Такая констатация возрастной эволюции в решении ритмических задач приводит к выводу об определенной последовательности появления в онтогенезе компонентов структуры музыкально-ритмического чувства: темп, метр, ритмический рисунок [10. С. 62-75].
Покомпонентное формирование в онтогенезе музыкально-ритмического чувства указывает на возможность покомпонентного развития этой способности у детей, имеющих слабые музыкально-ритмические задатки. Этот вывод важен потому, что музыкально-ритмическое чувство в очень небольшой мере поддается развитию в случае неблагоприятных природных задатков.
Трудности в развитии чувства ритма отмечали крупнейшие психологи и педагоги: Б. М. Теплов, А. Б. Гольденвейзер и др. В современных психолого-педагогических исследованиях музыкально-ритмического чувства принято указывать, что чувство музыкального ритма развиваемо, так как неразвиваемых способностей не существует и само понятие способностей является динамическим (К. В. Тарасова) (Цит. по: [9. С. 159]). Однако никто из исследователей не отрицает того факта, что чувство музыкального ритма в значительно меньшей мере поддается педагогическому воздействию, чем музыкальный слух.
Наиболее благоприятные условия для развития музыкально-ритмического чувства создает целенаправленное педагогическое воздействие, связанное с исполнением и переживанием музыки учащимся. Художественно-содержательное исполнение музыки создает естественные предпосылки для развития способности «чувствовать эмоциональную выразительность временного хода музыкального движения» (Б. М. Теплов). Эмоциональное переживание музыки в единстве всех компонентов, включая временной, позволяет наиболее оптимальным образом компенсировать ритмические недостатки и постепенно осваивать все более сложные ритмические структуры.
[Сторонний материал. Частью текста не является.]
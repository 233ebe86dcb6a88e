/// JWT Authentication Middleware
///
/// Validates bearer access tokens from the Authorization header and injects
/// the claims into request extensions for route handlers.

use actix_web::{
    dev::{forward_ready, Service, ServiceRequest, ServiceResponse, Transform},
    http::header::{HeaderMap, AUTHORIZATION},
    Error, HttpMessage,
};
use futures::future::LocalBoxFuture;
use std::rc::Rc;

use crate::auth::{TokenCodec, TokenKind};
use crate::error::AuthError;

/// Extract the token from an `Authorization: Bearer <token>` header
pub fn bearer_token(headers: &HeaderMap) -> Option<&str> {
    headers
        .get(AUTHORIZATION)
        .and_then(|h| h.to_str().ok())
        .and_then(|h| h.split_once(' '))
        .filter(|(scheme, _)| scheme.eq_ignore_ascii_case("Bearer"))
        .map(|(_, token)| token.trim())
        .filter(|token| !token.is_empty())
}

/// JWT middleware for protecting routes
///
/// Only unexpired, correctly signed access tokens pass.
pub struct JwtMiddleware {
    codec: TokenCodec,
}

impl JwtMiddleware {
    pub fn new(codec: TokenCodec) -> Self {
        Self { codec }
    }
}

impl<S, B> Transform<S, ServiceRequest> for JwtMiddleware
where
    S: Service<ServiceRequest, Response = ServiceResponse<B>, Error = Error> + 'static,
    S::Future: 'static,
    B: 'static,
{
    type Response = ServiceResponse<B>;
    type Error = Error;
    type InitError = ();
    type Transform = JwtMiddlewareService<S>;
    type Future = std::future::Ready<Result<Self::Transform, Self::InitError>>;

    fn new_transform(&self, service: S) -> Self::Future {
        std::future::ready(Ok(JwtMiddlewareService {
            service: Rc::new(service),
            codec: self.codec.clone(),
        }))
    }
}

pub struct JwtMiddlewareService<S> {
    service: Rc<S>,
    codec: TokenCodec,
}

impl<S, B> Service<ServiceRequest> for JwtMiddlewareService<S>
where
    S: Service<ServiceRequest, Response = ServiceResponse<B>, Error = Error> + 'static,
    S::Future: 'static,
    B: 'static,
{
    type Response = ServiceResponse<B>;
    type Error = Error;
    type Future = LocalBoxFuture<'static, Result<Self::Response, Self::Error>>;

    forward_ready!(service);

    fn call(&self, req: ServiceRequest) -> Self::Future {
        let claims = bearer_token(req.headers())
            .ok_or(AuthError::InvalidToken)
            .and_then(|token| {
                self.codec
                    .parse_strict(TokenKind::Access, token)
                    .map_err(|e| {
                        tracing::warn!("JWT validation failed: {}", e);
                        AuthError::InvalidToken
                    })
            });

        match claims {
            Ok(claims) => {
                tracing::debug!(user_id = %claims.sub, "JWT validated successfully");
                req.extensions_mut().insert(claims);

                let service = self.service.clone();
                Box::pin(async move { service.call(req).await })
            }
            Err(e) => Box::pin(async move { Err(e.into()) }),
        }
    }
}

#[cfg(test)]
mod tests {
    use super::*;
    use actix_web::http::header::HeaderValue;

    #[test]
    fn bearer_token_requires_scheme() {
        let mut headers = HeaderMap::new();
        assert_eq!(bearer_token(&headers), None);

        headers.insert(AUTHORIZATION, HeaderValue::from_static("Basic abc"));
        assert_eq!(bearer_token(&headers), None);

        headers.insert(AUTHORIZATION, HeaderValue::from_static("Bearer "));
        assert_eq!(bearer_token(&headers), None);

        headers.insert(AUTHORIZATION, HeaderValue::from_static("Bearer a.b.c"));
        assert_eq!(bearer_token(&headers), Some("a.b.c"));

        headers.insert(AUTHORIZATION, HeaderValue::from_static("bearer a.b.c"));
        assert_eq!(bearer_token(&headers), Some("a.b.c"));

        headers.insert(AUTHORIZATION, HeaderValue::from_static("BEARER a.b.c"));
        assert_eq!(bearer_token(&headers), Some("a.b.c"));

        headers.insert(AUTHORIZATION, HeaderValue::from_static("Bearera.b.c"));
        assert_eq!(bearer_token(&headers), None);
    }
}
Недостатки музыкально-ритмического чувства, проявляющиеся на начальном этапе обучения, связаны, как правило, с ошибками в определении темпа, метра и ритмического рисунка. Следующий этап связан с освоением сложных ритмов (полиритмии), а также исполнением rubato (подробнее о проблеме rubato см. в главе 3, п. 3 – «Современные представления о сущности музыкального восприятия»). Успешность преодоления ритмических трудностей на этом этапе связана уже не только и не столько с природным чувством ритма, сколько с такими категориями, как художественный вкус, чувство формы и стиля, музыкальный опыт, эрудиция. Эти качества формируются на протяжении длительного времени, и успешность в их приобретении зависит от всего комплекса музыкальных способностей, а также от педагогического руководства процессом музыкального обучения и воспитания.
2.5. Координационные способности
В музыкальном образовании, как и во всей музыкальной деятельности, важным этапом работы является практическая реализация замысла, перевод внутрислуховых образов в реальное звучание. Любое исполнение музыкального произведения основано на сложной системе движений. Музыкально-исполнительская деятельность соединяет в себе высокие требования к интеллекту и эмоциональной сфере обучающегося, с одной стороны, и не менее высокие требования к скорости, точности и скоординированности движений – с другой. В отношении последнего музыкальная деятельность имеет много общего с работой танцоров, артистов цирка, спортсменов.
Музыкантами-педагогами издавна было замечено, что разные учащиеся достигают очень различающихся результатов в том, что называют техникой игры на музыкальном инструменте. Одни относительно быстро и легко овладевают все более сложными движениями, а исполнение технически трудных произведений доставляет им видимое удовольствие. Другие (их большинство) самые большие затруднения во всем процессе музыкального обучения испытывают именно в технической области. На этой основе строились методики обучения, предполагавшие преимущественное внимание к выработке техники и ставившие художественную часть работы над произведениями на второй план. Вопрос о том, как выработать виртуозную технику, стал самым актуальным в музыкальной педагогике начиная примерно с XVIII столетия, когда началась практика публичного концертирования.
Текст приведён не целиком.